U.S. and Canadian Labor Statistics
November 2, 2012
U.S. labor statistics in the final report before the election were better than expected.
- Nonfarm payroll jobs climbed 171K in October, 46K more than consensus estimates.
- Combined employment growth in August September was revised upward by 84K.
- The jobless rate of 7.9% remained below the psychologically important 8.0% level.
- The broadest measure of joblessness and underemployment ticked downward to 14.6% from 14.7% in both August and September.
- The labor participation rate rose two-tenths to 63.8%.
- The employment to population ratio edged a tenth percentage point higher to 58.8%.
- The 170K three-month rate of jobs growth in August-October was 66K per month better than the pace of 104K in May-July and also compared favorably against the pace of 133K per month in August-October 2011.
- Average hourly earnings remained weak.
The table below shows the October unemployment in prior presidential election years. Since 1948, such averaged 5.23% in those years when the incumbent party retained the White House and exactly a half percentage point higher at 5.73% in those years when the opposition party won the presidency (designated by an asterisk).

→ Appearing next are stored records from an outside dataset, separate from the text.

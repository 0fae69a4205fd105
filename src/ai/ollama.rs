use async_trait::async_trait;
use ollama_rs::generation::chat::{request::ChatMessageRequest, ChatMessage};
use ollama_rs::generation::completion::request::GenerationRequest;
use ollama_rs::generation::options::GenerationOptions;
use ollama_rs::Ollama;
use serde::Deserialize;
use tracing::warn;
use url::Url;

use crate::service::{AiService, Classification, ClassifyRequest, ServiceError};

const DEFAULT_MODEL: &str = "llama3:latest";

/// `AiService` backed by a local Ollama server. The model is asked for a
/// strict JSON verdict; an unparseable reply surfaces as a provider error so
/// the router's fallback policy can take over.
#[derive(Debug, Clone)]
pub struct OllamaClassifier {
    pub ollama_host: Option<Url>,
    pub ollama_port: Option<u16>,
    pub default_model: String,
}

impl Default for OllamaClassifier {
    fn default() -> Self {
        Self {
            ollama_host: None,
            ollama_port: None,
            default_model: DEFAULT_MODEL.to_string(),
        }
    }
}

impl OllamaClassifier {
    pub fn new() -> Self {
        Self::default()
    }

    pub fn with_host(host: Url, port: u16) -> Self {
        Self {
            ollama_host: Some(host),
            ollama_port: Some(port),
            ..Self::default()
        }
    }

    fn client(&self) -> Ollama {
        if let (Some(host), Some(port)) = (&self.ollama_host, self.ollama_port) {
            Ollama::new(host.clone(), port)
        } else {
            Ollama::default()
        }
    }
}

#[derive(Debug, Deserialize)]
struct Verdict {
    intent: String,
    #[serde(default)]
    confidence: f64,
    #[serde(default)]
    reasoning: Option<String>,
}

#[async_trait]
impl AiService for OllamaClassifier {
    async fn classify(&self, req: ClassifyRequest) -> Result<Classification, ServiceError> {
        let model = req
            .model
            .as_ref()
            .and_then(|m| m.model.clone())
            .unwrap_or_else(|| self.default_model.clone());

        let intent_lines: String = req
            .intents
            .iter()
            .map(|i| format!("- {}: {}\n", i.name, i.description))
            .collect();
        let system_prompt = format!(
            "{}\n\nClassify the user message into exactly one of these intents:\n{}\nRespond with valid JSON only:\n{{\"intent\": \"<name>\", \"confidence\": <number 0..1>, \"reasoning\": \"<short>\"}}",
            req.system_prompt, intent_lines
        );

        let history = vec![
            ChatMessage::system(system_prompt),
            ChatMessage::user(req.user_message.clone()),
        ];
        let mut chat_req = ChatMessageRequest::new(model, history);
        if let Some(temperature) = req.model.as_ref().and_then(|m| m.temperature) {
            chat_req = chat_req.options(GenerationOptions::default().temperature(temperature as f32));
        }

        let mut client = self.client();
        let resp = client
            .send_chat_messages_with_history(&mut vec![], chat_req)
            .await
            .map_err(|e| ServiceError::Provider(format!("chat API error: {e}")))?;
        let reply = resp.message.content;

        let verdict: Verdict = serde_json::from_str(reply.trim()).map_err(|e| {
            warn!("unparseable classifier reply: {reply}");
            ServiceError::Provider(format!("invalid JSON from model: {e}"))
        })?;
        Ok(Classification {
            intent: verdict.intent,
            confidence: verdict.confidence.clamp(0.0, 1.0),
            reasoning: verdict.reasoning,
        })
    }

    async fn generate(&self, prompt: String) -> Result<String, ServiceError> {
        let req = GenerationRequest::new(self.default_model.clone(), prompt);
        let resp = self
            .client()
            .generate(req)
            .await
            .map_err(|e| ServiceError::Provider(format!("generate API error: {e}")))?;
        Ok(resp.response)
    }
}
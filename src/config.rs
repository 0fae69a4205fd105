use std::env;
use std::path::PathBuf;
use tracing::info;

pub const DEFAULT_MAX_STEPS: usize = 100;
pub const DEFAULT_TOOL_TIMEOUT_MS: u64 = 30_000;

/// Runtime knobs picked up from the environment.
#[derive(Debug, Clone, PartialEq)]
pub struct RuntimeConfig {
    /// Upper bound on handler invocations per run-loop call.
    pub max_steps: usize,
    /// Deadline handed to the tool service when a node does not set one.
    pub default_tool_timeout_ms: u64,
    pub debug: bool,
}

impl Default for RuntimeConfig {
    fn default() -> Self {
        Self {
            max_steps: DEFAULT_MAX_STEPS,
            default_tool_timeout_ms: DEFAULT_TOOL_TIMEOUT_MS,
            debug: false,
        }
    }
}

impl RuntimeConfig {
    /// Reads `MAX_STEPS`, `DEFAULT_TOOL_TIMEOUT_MS` and `DEBUG`, falling back
    /// to the defaults on anything missing or unparseable.
    pub fn from_env() -> Self {
        let max_steps = env::var("MAX_STEPS")
            .ok()
            .and_then(|v| v.parse().ok())
            .filter(|n| *n > 0)
            .unwrap_or(DEFAULT_MAX_STEPS);
        let default_tool_timeout_ms = env::var("DEFAULT_TOOL_TIMEOUT_MS")
            .ok()
            .and_then(|v| v.parse().ok())
            .unwrap_or(DEFAULT_TOOL_TIMEOUT_MS);
        let debug = env::var("DEBUG")
            .map(|v| matches!(v.to_ascii_lowercase().as_str(), "1" | "true" | "yes"))
            .unwrap_or(false);
        Self {
            max_steps,
            default_tool_timeout_ms,
            debug,
        }
    }

    /// Loads a `.env` file if present, then reads the environment.
    pub fn load(env_file: Option<PathBuf>) -> Self {
        match env_file {
            Some(path) if path.exists() => {
                dotenvy::from_path(&path).ok();
                info!("loaded environment from {}", path.display());
            }
            Some(_) | None => {
                dotenvy::dotenv().ok();
            }
        }
        Self::from_env()
    }
}

#[cfg(test)]
mod tests {
    use super::*;

    #[test]
    fn defaults_match_contract() {
        let cfg = RuntimeConfig::default();
        assert_eq!(cfg.max_steps, 100);
        assert_eq!(cfg.default_tool_timeout_ms, 30_000);
        assert!(!cfg.debug);
    }
}
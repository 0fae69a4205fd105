use regex::Regex;
use schemars::JsonSchema;
use serde::{Deserialize, Serialize};
use serde_json::Value;
use std::collections::HashMap;

/// Replaces every `{{name}}` token with the string form of `vars[name]`.
///
/// A token whose name is unknown or bound to null stays in the output
/// verbatim. Names are matched as flat map keys; dotted-path evaluation is
/// reserved for condition rules and escalation context.
pub fn interpolate(template: &str, vars: &HashMap<String, Value>) -> String {
    render(template, |name| vars.get(name))
}

/// Like [`interpolate`], but tokens may be dotted paths (`{{a.b.c}}`)
/// resolved through nested objects. Used for escalation context values.
pub fn interpolate_path(template: &str, vars: &HashMap<String, Value>) -> String {
    render(template, |name| resolve(vars, name))
}

fn render<'a>(template: &str, lookup: impl Fn(&str) -> Option<&'a Value>) -> String {
    let mut out = String::with_capacity(template.len());
    let mut rest = template;

    while let Some(open) = rest.find("{{") {
        out.push_str(&rest[..open]);
        let after = &rest[open + 2..];
        match after.find("}}") {
            Some(close) => {
                let token = &rest[open..open + 2 + close + 2];
                let name = after[..close].trim();
                match lookup(name) {
                    Some(value) if !value.is_null() => out.push_str(&display_value(value)),
                    _ => out.push_str(token),
                }
                rest = &after[close + 2..];
            }
            None => {
                // unbalanced `{{`, keep the tail as-is
                out.push_str(&rest[open..]);
                return out;
            }
        }
    }
    out.push_str(rest);
    out
}

/// Walks a dotted path (`a.b.c`) through the variable map.
///
/// Returns `None` when any intermediate or the leaf is missing, which is
/// distinct from a present-but-null leaf (`Some(&Value::Null)`).
pub fn resolve<'a>(vars: &'a HashMap<String, Value>, path: &str) -> Option<&'a Value> {
    let mut segments = path.split('.');
    let mut current = vars.get(segments.next()?)?;
    for segment in segments {
        current = current.as_object()?.get(segment)?;
    }
    Some(current)
}

/// The string form used by templates and string-typed comparisons: strings
/// verbatim, everything else as compact JSON.
pub fn display_value(value: &Value) -> String {
    match value {
        Value::String(s) => s.clone(),
        other => other.to_string(),
    }
}

fn as_number(value: &Value) -> Option<f64> {
    match value {
        Value::Number(n) => n.as_f64(),
        Value::String(s) => s.trim().parse().ok(),
        _ => None,
    }
}

/// Operator set available to condition rules.
#[derive(Debug, Clone, Copy, PartialEq, Eq, Serialize, Deserialize, JsonSchema)]
#[serde(rename_all = "snake_case")]
pub enum ConditionOperator {
    Equals,
    NotEquals,
    GreaterThan,
    GreaterEqual,
    LessThan,
    LessEqual,
    Contains,
    StartsWith,
    EndsWith,
    MatchesRegex,
    IsEmpty,
    IsNotEmpty,
}

/// Evaluates one operator against a resolved left-hand side (`None` =
/// absent) and the rule's literal right-hand side. Never errors: anything
/// that does not normalise cleanly simply does not match.
pub fn compare(op: ConditionOperator, lhs: Option<&Value>, rhs: &Value) -> bool {
    use ConditionOperator::*;

    match op {
        IsEmpty => is_empty(lhs),
        IsNotEmpty => !is_empty(lhs),
        _ => {
            let Some(lhs) = lhs else { return false };
            match op {
                Equals => values_equal(lhs, rhs),
                NotEquals => !values_equal(lhs, rhs),
                GreaterThan => numeric(lhs, rhs).map_or(false, |(a, b)| a > b),
                GreaterEqual => numeric(lhs, rhs).map_or(false, |(a, b)| a >= b),
                LessThan => numeric(lhs, rhs).map_or(false, |(a, b)| a < b),
                LessEqual => numeric(lhs, rhs).map_or(false, |(a, b)| a <= b),
                Contains => display_value(lhs).contains(&display_value(rhs)),
                StartsWith => display_value(lhs).starts_with(&display_value(rhs)),
                EndsWith => display_value(lhs).ends_with(&display_value(rhs)),
                MatchesRegex => match Regex::new(&display_value(rhs)) {
                    Ok(re) => re.is_match(&display_value(lhs)),
                    Err(_) => false,
                },
                IsEmpty | IsNotEmpty => unreachable!(),
            }
        }
    }
}

fn is_empty(lhs: Option<&Value>) -> bool {
    match lhs {
        None | Some(Value::Null) => true,
        Some(Value::String(s)) => s.is_empty(),
        Some(_) => false,
    }
}

fn values_equal(lhs: &Value, rhs: &Value) -> bool {
    if lhs == rhs {
        return true;
    }
    // numbers stored as strings, booleans rendered by channels, etc.
    display_value(lhs) == display_value(rhs)
}

fn numeric(lhs: &Value, rhs: &Value) -> Option<(f64, f64)> {
    Some((as_number(lhs)?, as_number(rhs)?))
}

#[cfg(test)]
mod tests {
    use super::*;
    use serde_json::json;

    fn vars(pairs: &[(&str, Value)]) -> HashMap<String, Value> {
        pairs
            .iter()
            .map(|(k, v)| (k.to_string(), v.clone()))
            .collect()
    }

    #[test]
    fn interpolate_replaces_known_names() {
        let v = vars(&[("name", json!("Ada")), ("count", json!(3))]);
        assert_eq!(
            interpolate("Hi {{name}}, you have {{count}} items", &v),
            "Hi Ada, you have 3 items"
        );
    }

    #[test]
    fn interpolate_keeps_unknown_and_null_tokens() {
        let v = vars(&[("gone", Value::Null)]);
        assert_eq!(
            interpolate("{{missing}} and {{gone}}", &v),
            "{{missing}} and {{gone}}"
        );
    }

    #[test]
    fn interpolate_ignores_dotted_paths() {
        let v = vars(&[("r", json!({"status": "ok"}))]);
        assert_eq!(interpolate("{{r.status}}", &v), "{{r.status}}");
    }

    #[test]
    fn interpolate_path_walks_dotted_paths() {
        let v = vars(&[("r", json!({"status": "ok"})), ("name", json!("Ada"))]);
        assert_eq!(interpolate_path("{{name}}: {{r.status}}", &v), "Ada: ok");
        // missing leaves and null leaves keep the token
        assert_eq!(interpolate_path("{{r.missing}}", &v), "{{r.missing}}");
        let v = vars(&[("r", json!({"x": null}))]);
        assert_eq!(interpolate_path("{{r.x}}", &v), "{{r.x}}");
    }

    #[test]
    fn interpolate_leaves_unbalanced_braces() {
        let v = vars(&[("a", json!("x"))]);
        assert_eq!(interpolate("{{a}} {{oops", &v), "x {{oops");
    }

    #[test]
    fn resolve_walks_nested_objects() {
        let v = vars(&[("r", json!({"order": {"status": "shipped"}}))]);
        assert_eq!(resolve(&v, "r.order.status"), Some(&json!("shipped")));
        assert_eq!(resolve(&v, "r.order.missing"), None);
        assert_eq!(resolve(&v, "missing.leaf"), None);
    }

    #[test]
    fn resolve_distinguishes_null_from_absent() {
        let v = vars(&[("r", json!({"x": null}))]);
        assert_eq!(resolve(&v, "r.x"), Some(&Value::Null));
        assert_eq!(resolve(&v, "r.y"), None);
    }

    #[test]
    fn equals_falls_back_to_string_form() {
        assert!(compare(ConditionOperator::Equals, Some(&json!(5)), &json!("5")));
        assert!(compare(
            ConditionOperator::Equals,
            Some(&json!("ok")),
            &json!("ok")
        ));
        assert!(!compare(
            ConditionOperator::Equals,
            Some(&json!("ok")),
            &json!("nope")
        ));
    }

    #[test]
    fn ordered_comparison_requires_numbers() {
        assert!(compare(
            ConditionOperator::GreaterThan,
            Some(&json!("10")),
            &json!(3)
        ));
        assert!(!compare(
            ConditionOperator::GreaterThan,
            Some(&json!("abc")),
            &json!(3)
        ));
        assert!(!compare(ConditionOperator::LessThan, None, &json!(3)));
    }

    #[test]
    fn string_operators_use_display_form() {
        assert!(compare(
            ConditionOperator::Contains,
            Some(&json!("refund please")),
            &json!("refund")
        ));
        assert!(compare(
            ConditionOperator::StartsWith,
            Some(&json!(1234)),
            &json!("12")
        ));
        assert!(compare(
            ConditionOperator::EndsWith,
            Some(&json!("order-42")),
            &json!("42")
        ));
    }

    #[test]
    fn invalid_regex_never_matches_and_never_panics() {
        assert!(!compare(
            ConditionOperator::MatchesRegex,
            Some(&json!("anything")),
            &json!("([unclosed")
        ));
        assert!(compare(
            ConditionOperator::MatchesRegex,
            Some(&json!("a@b.co")),
            &json!("^[^@]+@")
        ));
    }

    #[test]
    fn is_empty_covers_absent_null_and_empty_string() {
        assert!(compare(ConditionOperator::IsEmpty, None, &Value::Null));
        assert!(compare(
            ConditionOperator::IsEmpty,
            Some(&Value::Null),
            &Value::Null
        ));
        assert!(compare(
            ConditionOperator::IsEmpty,
            Some(&json!("")),
            &Value::Null
        ));
        assert!(!compare(
            ConditionOperator::IsEmpty,
            Some(&json!(0)),
            &Value::Null
        ));
        assert!(compare(
            ConditionOperator::IsNotEmpty,
            Some(&json!("x")),
            &Value::Null
        ));
    }
}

1948 | 3.7% | 1980* | 7.9% |
1952* | 3.0% | 1984 | 7.4% |
1956 | 3.9% | 1988 | 5.4% |
1960* | 6.1% | 1992* | 7.3% |
1964 | 5.1% | 1996 | 5.2% |
1968* | 3.4% | 2000* | 3.9% |
1972 | 5.6% | 2004 | 5.5% |
1976* | 7.7% | 2008* | 6.5% |
Canadian labor statistics were modestly softer than forecast in October, but a slowdown had been anticipated after robust reports for August and September. In those two months, jobs had climbed by 86.4K, an annualized pace of 3.0% and equivalent to a 329K per month increase in the U.S. labor market. In October, by comparison, employment rose just 1.8K as fewer part-time workers nearly offset the increase in full-time positions. The October total job increase was restrained by a rather large 16.2K drop in the agriculture sector and a loss of 9.3K utility workers.
Comparing the two labor markets, Canada’s jobless rate remained at 7.4%, a half percentage point lower than America’s. Canadian employment rose 1.3K between October 2011 and October 2012, slightly less than the 1.5% increase in U.S. jobs over that statement year. The U.S. jobless rate is 1.0 percentage points below the 8.9% October 2011 level, while Canada’s 7.4% rate is a tenth of a percentage point higher than a year ago. Canada’s labor force, up 1.4% on year, has not suffered the same kind of attrition that America’s did.